Hooks, along with co-authors Shaun Genter and Clayton Mosher, used Bureau of Justice data to compare rural counties in states pursuing privatization to those that aren't. Over the last 20-30 years, there has been a disproportionate number of prisons built in rural counties, he says.

According to Hooks, proponents of private prisons often tout efficiency and potential job growth as reasons to embrace these institutions.

"When a state government rapidly chooses to build new prisons and has them run privately or turns over the management of current public prisons to private prisons, that sets in the motion the race to the bottom in terms of employment patterns, salaries, total staffing ratios, corrections personnel vs. prisoners and so forth," he says. "Remaining publically managed prisons have to look like private ones or else they're at risk to become privatized. That's very much one of the selling points of private prisons. That's very much a selling point of politicians that endorse privatization. They think that it will discipline and make efficient the public bureaucracy."

Hooks says that there are sharp differences between private and public prisons in terms of salary, benefits and the turnover rate.

The study says that, according to the U.S. Department of Labor, the median annual wage for correctional officers employed by the federal government was $50,830. Officers employed by state governments  earned $38,850 and those employed by local governments earned $37,510. In comparison, officers employed in private prisons earned a median salary of $28,790.

The number of jobs per 100 prisoners is also lower for private prisons and states that pursue privatization.

Gregory Hooks

Nationally, the annual employee turnover rate for private prisons is 52 percent, compared to 12 to 25 percent for public prisons, according to Hooks.

Although the private prison industry has grown rapidly over the last couple of decades, the violent crime rate has actually gone down, says Hooks. Specifically, he notes that the murder rate has declined significantly.

"While that number has been declining, the number of people being locked up is through the roof," says Hooks. "I'm be in favor of less violent crime but it's not clear that's what's going on with incarceration. The United States is the most incarcerated place on earth. There are more people locked up in the United States than all of China."

Hooks points to the War on Drugs as a major contributing factor. Between 1980 and 2000, the incarceration rate nearly tripled, despite the homicide rate declining by nearly 50 percent. There are around two million people currently incarcerated and around five million on probation or parole. Most are serving time for nonviolent offenses, many of which are drug related.

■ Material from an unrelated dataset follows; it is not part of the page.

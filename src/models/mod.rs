pub mod event;
pub mod rsvp;

pub use event::{Event, EventUpdate, NewEvent};
pub use rsvp::{Rsvp, RsvpStatus, RsvpStatusView};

Ironically, Hooks says resources used to fund prison growth were diverted from education. In a previous study, he and another WSU doctoral student found that community colleges helped local employment growth in host counties most years between 1976 and 1997.

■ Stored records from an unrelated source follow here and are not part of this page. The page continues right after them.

use axum::http::StatusCode;
use axum::response::{IntoResponse, Response};
use thiserror::Error;
use tracing::{error, warn};

use crate::utils::response::error as error_response;

#[derive(Debug, Error)]
pub enum AppError {
    #[error("Validation error: {0}")]
    ValidationError(String),

    #[error("Authentication error: {0}")]
    AuthError(String),

    #[error("Forbidden: {0}")]
    Forbidden(String),

    #[error("Resource not found: {0}")]
    NotFound(String),

    #[error("Already registered: {0}")]
    AlreadyRegistered(String),

    #[error("Capacity exceeded: {0}")]
    CapacityExceeded(String),

    #[error("Transient conflict: {0}")]
    TransientConflict(String),

    #[error("Database error")]
    DatabaseError(#[from] sqlx::Error),
}

impl AppError {
    pub fn status_code(&self) -> StatusCode {
        match self {
            AppError::ValidationError(_) => StatusCode::BAD_REQUEST,
            AppError::AuthError(_) => StatusCode::UNAUTHORIZED,
            AppError::Forbidden(_) => StatusCode::FORBIDDEN,
            AppError::NotFound(_) => StatusCode::NOT_FOUND,
            AppError::AlreadyRegistered(_) => StatusCode::CONFLICT,
            AppError::CapacityExceeded(_) => StatusCode::BAD_REQUEST,
            AppError::TransientConflict(_) => StatusCode::SERVICE_UNAVAILABLE,
            AppError::DatabaseError(_) => StatusCode::INTERNAL_SERVER_ERROR,
        }
    }

    pub fn code(&self) -> &'static str {
        match self {
            AppError::ValidationError(_) => "VALIDATION_ERROR",
            AppError::AuthError(_) => "AUTH_ERROR",
            AppError::Forbidden(_) => "FORBIDDEN",
            AppError::NotFound(_) => "NOT_FOUND",
            AppError::AlreadyRegistered(_) => "ALREADY_REGISTERED",
            AppError::CapacityExceeded(_) => "CAPACITY_EXCEEDED",
            AppError::TransientConflict(_) => "TRANSIENT_CONFLICT",
            AppError::DatabaseError(_) => "DATABASE_ERROR",
        }
    }

    fn log(&self) {
        match self {
            // Expected outcomes of normal operation.
            AppError::ValidationError(msg)
            | AppError::AuthError(msg)
            | AppError::Forbidden(msg)
            | AppError::NotFound(msg)
            | AppError::AlreadyRegistered(msg)
            | AppError::CapacityExceeded(msg) => {
                warn!(code = self.code(), message = %msg, "Request rejected");
            }
            AppError::TransientConflict(msg) => {
                warn!(code = self.code(), message = %msg, "Transaction conflict surfaced");
            }
            AppError::DatabaseError(e) => {
                error!(error = ?e, "Database error");
            }
        }
    }
}

impl IntoResponse for AppError {
    fn into_response(self) -> Response {
        let status = self.status_code();
        let code = self.code();

        // Log internal details
        self.log();

        // Only expose high-level message to the client
        let public_message = match &self {
            AppError::ValidationError(msg)
            | AppError::AuthError(msg)
            | AppError::Forbidden(msg)
            | AppError::NotFound(msg)
            | AppError::AlreadyRegistered(msg)
            | AppError::CapacityExceeded(msg)
            | AppError::TransientConflict(msg) => msg.clone(),
            AppError::DatabaseError(_) => "A database error occurred".to_string(),
        };

        error_response(code, public_message, None, status)
    }
}

#[cfg(test)]
mod tests {
    use super::*;

    #[test]
    fn test_status_codes_match_taxonomy() {
        let cases = [
            (
                AppError::ValidationError("bad".into()),
                StatusCode::BAD_REQUEST,
            ),
            (AppError::AuthError("who".into()), StatusCode::UNAUTHORIZED),
            (AppError::Forbidden("no".into()), StatusCode::FORBIDDEN),
            (AppError::NotFound("gone".into()), StatusCode::NOT_FOUND),
            (
                AppError::AlreadyRegistered("dup".into()),
                StatusCode::CONFLICT,
            ),
            (
                AppError::CapacityExceeded("full".into()),
                StatusCode::BAD_REQUEST,
            ),
            (
                AppError::TransientConflict("retry".into()),
                StatusCode::SERVICE_UNAVAILABLE,
            ),
        ];
        for (err, status) in cases {
            assert_eq!(err.status_code(), status, "wrong status for {}", err.code());
        }
    }

    #[test]
    fn test_database_error_is_internal() {
        let err = AppError::DatabaseError(sqlx::Error::PoolTimedOut);
        assert_eq!(err.status_code(), StatusCode::INTERNAL_SERVER_ERROR);
        assert_eq!(err.code(), "DATABASE_ERROR");
    }
}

Besides educating students for future careers, a community college also has the "spillover effect" of creating jobs for staff and faculty and increasing consumption of goods from local vendors, says Hooks.

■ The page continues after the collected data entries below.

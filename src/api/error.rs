//! Failure taxonomy for the remote API.
//!
//! Callers collapse every variant into a single "fetch failed" outcome; the
//! variants exist so logs say which stage broke.
use thiserror::Error;

#[derive(Error, Debug)]
pub enum FetchError {
    /// The configured base URL could not be parsed.
    #[error("Invalid URL: {0}")]
    InvalidUrl(#[from] url::ParseError),

    /// The base URL has no path to append endpoint segments to (e.g. `mailto:`).
    #[error("Base URL cannot carry a path: {0}")]
    CannotBeABase(String),

    /// Connection, TLS, timeout or body read failure.
    #[error("Request error: {0}")]
    Transport(#[from] reqwest::Error),

    /// Any non-2xx response.
    #[error("HTTP {status} from {url}")]
    Status {
        status: reqwest::StatusCode,
        url: String,
    },

    /// Body was not the expected JSON shape.
    #[error("Malformed response: {0}")]
    Decode(#[from] serde_json::Error),

    /// Well-formed but empty where data is required.
    #[error("Empty result: {0}")]
    Empty(String),
}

He notes that community college can be a rite of passage for many and without it, institutions like prisons can fill that role.

"Most people commit most their crimes between the ages of 16-24," says Hooks. "That's also when you might go to college. Community college is one way for people to transition to adulthood and so is the prison."

According to his research, the number of 18-24 year olds grew steadily between 1967 and 1980. However, the U.S. still made investments in education to meet this demand.

The war on drugs, he says, reversed this course. During this period, the number of 18-24 year olds declined. In addition, the cost of education has gone up because of lack of public funding, making it even harder for young people to receive an education. According to Hooks, it can cost a state from five to ten times as much money to lock someone up as it would to support him/her through community college.

"The imagery is so vivid of a country that is making it easier for your transition to adulthood to come with a felony conviction and the stigma that goes with it and a bit harder for you to transition to adulthood with an education credential."